Exercise prompt:
Below are lines of data. Give the number of them that contain the string "PendingState", and nothing else.

[Material provided Boundary: Start]

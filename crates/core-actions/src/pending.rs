use std::fmt;

use core_events::KeyEvent;
use core_keymap::{ArgumentKind, NodeId, format_keys};
use smallvec::SmallVec;

#[derive(Debug, Clone, Copy, PartialEq, Eq, Default)]
pub enum Phase {
    /// Waiting for the first key of a command (counts accepted).
    #[default]
    NewCommand,
    /// Inside a multi-key sequence.
    InSequence,
    /// The stack holds a complete command.
    Ready,
    Error,
}

/// Cross-keystroke state of the interpreter.
#[derive(Debug, Clone, PartialEq, Eq)]
pub struct PendingState {
    pub count: u32,
    pub expected: ArgumentKind,
    pub cursor: NodeId,
    /// Keys fed to the trie since the last partial reset.
    pub keys: SmallVec<[KeyEvent; 4]>,
    pub phase: Phase,
}

impl PendingState {
    pub fn new(root: NodeId) -> Self {
        Self {
            count: 0,
            expected: ArgumentKind::None,
            cursor: root,
            keys: SmallVec::new(),
            phase: Phase::NewCommand,
        }
    }

    pub(crate) fn partial_reset(&mut self, root: NodeId) {
        self.count = 0;
        self.keys.clear();
        self.cursor = root;
    }

    pub(crate) fn reset(&mut self, root: NodeId) {
        self.partial_reset(root);
        self.phase = Phase::NewCommand;
        self.expected = ArgumentKind::None;
    }

    /// Append a decimal digit, saturating at `max`.
    pub(crate) fn push_digit(&mut self, digit: u32, max: u32) {
        self.count = self
            .count
            .saturating_mul(10)
            .saturating_add(digit)
            .min(max);
    }

    pub(crate) fn drop_digit(&mut self) {
        self.count /= 10;
    }

    pub fn key_log(&self) -> String {
        format_keys(&self.keys)
    }
}

/// Read-only view for status display ("showcmd").
#[derive(Debug, Clone, PartialEq, Eq)]
pub struct PendingSnapshot {
    pub phase: Phase,
    pub count: u32,
    pub expected: ArgumentKind,
    pub stack_depth: usize,
    pub keys: String,
}

impl PendingSnapshot {
    pub fn is_idle(&self) -> bool {
        self.phase == Phase::NewCommand
            && self.count == 0
            && self.expected == ArgumentKind::None
            && self.stack_depth == 0
            && self.keys.is_empty()
    }
}

/// `3d`, `"a`, or empty when idle.
impl fmt::Display for PendingSnapshot {
    fn fmt(&self, f: &mut fmt::Formatter<'_>) -> fmt::Result {
        if self.count != 0 {
            write!(f, "{}", self.count)?;
        }
        f.write_str(&self.keys)
    }
}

[Material provided Boundary: End]

Answer section:
2